When compiled this gives you an executable:

$ ./z.exe 
Estimated testing time 30s (3 benchmarks x 10s). Change using -quota SECS.
┌───────────┬──────────┬─────────┬────────────┐
│ Name      │ Time/Run │ mWd/Run │ Percentage │
├───────────┼──────────┼─────────┼────────────┤
│ Float add │   2.53ns │   2.00w │     41.04% │
│ Float mul │   2.50ns │   2.00w │     40.63% │
│ Float div │   6.16ns │   2.00w │    100.00% │
└───────────┴──────────┴─────────┴────────────┘

If any of the functions resulted in allocation of words on the major heap (mjWd) or promotions, columns corresponding to those would be automatically displayed. In general, if a column does not have sginificant values, the column is not displayed. The most common options one would want to change are the -q flag which controls the time quota for testing and enabling/disabling specific columns.
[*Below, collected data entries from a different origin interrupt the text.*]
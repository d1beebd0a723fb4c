//! GameView: maps a `GameSnapshot` into a terminal framebuffer.
//!
//! This module is pure (no I/O). It can be unit-tested.

use crate::core::snapshot::GameSnapshot;
use crate::plugin::GameKind;
use crate::term::fb::{CellStyle, FrameBuffer, Rgb};
use crate::types::{GameStatus, CELL_BLOCK, CELL_ITEM, FIELD_HEIGHT, FIELD_WIDTH};

/// Terminal viewport dimensions.
#[derive(Debug, Clone, Copy, PartialEq, Eq)]
pub struct Viewport {
    pub width: u16,
    pub height: u16,
}

impl Viewport {
    pub fn new(width: u16, height: u16) -> Self {
        Self { width, height }
    }
}

/// Renders snapshots for either game; only the title and block color
/// differ between them.
pub struct GameView {
    kind: GameKind,
    /// Field cell width in terminal columns (2x1 compensates for the
    /// typical glyph aspect ratio).
    cell_w: u16,
}

impl GameView {
    pub fn new(kind: GameKind) -> Self {
        Self { kind, cell_w: 2 }
    }

    fn block_style(&self) -> CellStyle {
        let fg = match self.kind {
            GameKind::Tetris => Rgb::new(80, 200, 220),
            GameKind::Snake => Rgb::new(100, 220, 120),
        };
        CellStyle {
            fg,
            bg: Rgb::new(25, 25, 35),
            bold: true,
        }
    }

    fn item_style(&self) -> CellStyle {
        CellStyle {
            fg: Rgb::new(230, 80, 80),
            bg: Rgb::new(25, 25, 35),
            bold: true,
        }
    }

    /// Render one snapshot into a framebuffer.
    pub fn render(&self, snap: &GameSnapshot, viewport: Viewport) -> FrameBuffer {
        let mut fb = FrameBuffer::new(viewport.width, viewport.height);

        let field_w = (FIELD_WIDTH as u16) * self.cell_w;
        let field_h = FIELD_HEIGHT as u16;
        let frame_w = field_w + 2;
        let frame_h = field_h + 2;

        let start_x = viewport.width.saturating_sub(frame_w + 16) / 2;
        let start_y = viewport.height.saturating_sub(frame_h) / 2;

        let border = CellStyle {
            fg: Rgb::new(200, 200, 200),
            ..CellStyle::default()
        };
        let empty = CellStyle {
            fg: Rgb::new(70, 70, 85),
            bg: Rgb::new(25, 25, 35),
            bold: false,
        };

        draw_border(&mut fb, start_x, start_y, frame_w, frame_h, border);

        for y in 0..FIELD_HEIGHT as u16 {
            for x in 0..FIELD_WIDTH as u16 {
                let (ch, style) = match snap.cell(x as usize, y as usize) {
                    CELL_BLOCK => ('█', self.block_style()),
                    CELL_ITEM => ('●', self.item_style()),
                    _ => ('·', empty),
                };
                let px = start_x + 1 + x * self.cell_w;
                let py = start_y + 1 + y;
                fb.fill_rect(px, py, self.cell_w, 1, ch, style);
            }
        }

        self.draw_side_panel(&mut fb, snap, viewport, start_x, start_y, frame_w);

        match snap.status {
            GameStatus::Ready => {
                draw_overlay(&mut fb, start_x, start_y, frame_w, frame_h, "PRESS ENTER")
            }
            GameStatus::Paused => draw_overlay(&mut fb, start_x, start_y, frame_w, frame_h, "PAUSED"),
            GameStatus::Lost => {
                draw_overlay(&mut fb, start_x, start_y, frame_w, frame_h, "GAME OVER")
            }
            GameStatus::Won => draw_overlay(&mut fb, start_x, start_y, frame_w, frame_h, "YOU WIN"),
            GameStatus::Running => {}
        }

        fb
    }

    fn draw_side_panel(
        &self,
        fb: &mut FrameBuffer,
        snap: &GameSnapshot,
        viewport: Viewport,
        start_x: u16,
        start_y: u16,
        frame_w: u16,
    ) {
        let panel_x = start_x.saturating_add(frame_w).saturating_add(2);
        if panel_x + 10 >= viewport.width {
            return;
        }

        let label = CellStyle {
            bold: true,
            ..CellStyle::default()
        };
        let value = CellStyle::default();

        let title = match self.kind {
            GameKind::Tetris => "TETRIS",
            GameKind::Snake => "SNAKE",
        };

        let mut y = start_y;
        fb.put_str(panel_x, y, title, label);
        y = y.saturating_add(2);

        for (name, val) in [
            ("SCORE", snap.score),
            ("HI-SCORE", snap.high_score),
            ("LEVEL", snap.level),
            ("SPEED", snap.speed_ms),
        ] {
            fb.put_str(panel_x, y, name, label);
            fb.put_str(panel_x, y + 1, &val.to_string(), value);
            y = y.saturating_add(3);
        }

        if let Some(preview) = &snap.preview {
            fb.put_str(panel_x, y, "NEXT", label);
            y = y.saturating_add(1);
            for (py, row) in preview.iter().enumerate() {
                for (px, &code) in row.iter().enumerate() {
                    let (ch, style) = if code == CELL_BLOCK {
                        ('█', self.block_style())
                    } else {
                        (' ', value)
                    };
                    fb.fill_rect(
                        panel_x + (px as u16) * self.cell_w,
                        y + py as u16,
                        self.cell_w,
                        1,
                        ch,
                        style,
                    );
                }
            }
        }
    }
}

fn draw_border(fb: &mut FrameBuffer, x: u16, y: u16, w: u16, h: u16, style: CellStyle) {
    if w < 2 || h < 2 {
        return;
    }

    fb.put_char(x, y, '┌', style);
    fb.put_char(x + w - 1, y, '┐', style);
    fb.put_char(x, y + h - 1, '└', style);
    fb.put_char(x + w - 1, y + h - 1, '┘', style);

    for dx in 1..w - 1 {
        fb.put_char(x + dx, y, '─', style);
        fb.put_char(x + dx, y + h - 1, '─', style);
    }
    for dy in 1..h - 1 {
        fb.put_char(x, y + dy, '│', style);
        fb.put_char(x + w - 1, y + dy, '│', style);
    }
}

fn draw_overlay(fb: &mut FrameBuffer, x: u16, y: u16, w: u16, h: u16, text: &str) {
    let mid_y = y.saturating_add(h / 2);
    let text_w = text.chars().count() as u16;
    let tx = x.saturating_add(w.saturating_sub(text_w) / 2);
    let style = CellStyle {
        fg: Rgb::new(255, 255, 255),
        bold: true,
        ..CellStyle::default()
    };
    fb.put_str(tx, mid_y, text, style);
}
In the simple case, a benchmark is simply a unit -> unit thunk and a name:

    Bench.Test.create ~name:"Float add" (fun () -> ignore (x +. y));

One can also create indexed benchmarks, which can be helpful in understanding non-linearities in the execution profiles of functions. For example:

open Core.Std
open Core_bench.Std

let main () =
  Command.run (Bench.make_command [
    Bench.Test.create_indexed
      ~name:"Array.create"
      ~args:[1;10;100;200;300;400]
      (fun len ->
         Staged.stage (fun () -> ignore(Array.create ~len 0)));
  ])

let () = main ()

which produces:

$ ./z.exe -q 3
Estimated testing time 18s (6 benchmarks x 3s). Change using -quota SECS.
┌──────────────────┬────────────┬─────────┬──────────┬────────────┐
│ Name             │   Time/Run │ mWd/Run │ mjWd/Run │ Percentage │
├──────────────────┼────────────┼─────────┼──────────┼────────────┤
│ Array.create:1   │    26.60ns │   2.00w │          │      0.99% │
│ Array.create:10  │    35.29ns │  11.00w │          │      1.31% │
│ Array.create:100 │   108.39ns │ 101.00w │          │      4.03% │
│ Array.create:200 │   178.45ns │ 201.00w │          │      6.64% │
│ Array.create:300 │ 1_996.86ns │         │  301.00w │     74.25% │
│ Array.create:400 │ 2_689.28ns │         │  401.00w │    100.00% │
└──────────────────┴────────────┴─────────┴──────────┴────────────┘

Core_bench produces self documenting executables. This documentation also closely corresponds to the functionality exposed through the .mli file and is a great way to interactively explore what the various options do. At the time of this writing -? displays:

Benchmark for Float add, Float mul, Float div

  z.exe [COLUMN ...]

Columns that can be specified are:
	time       - Number of nano secs taken.
	cycles     - Number of CPU cycles (RDTSC) taken.
	alloc      - Allocation of major, minor and promoted words.
	gc         - Show major and minor collections per 1000 runs.
	percentage - Relative execution time as a percentage.
	speedup    - Relative execution cost as a speedup.
	samples    - Number of samples collected for profiling.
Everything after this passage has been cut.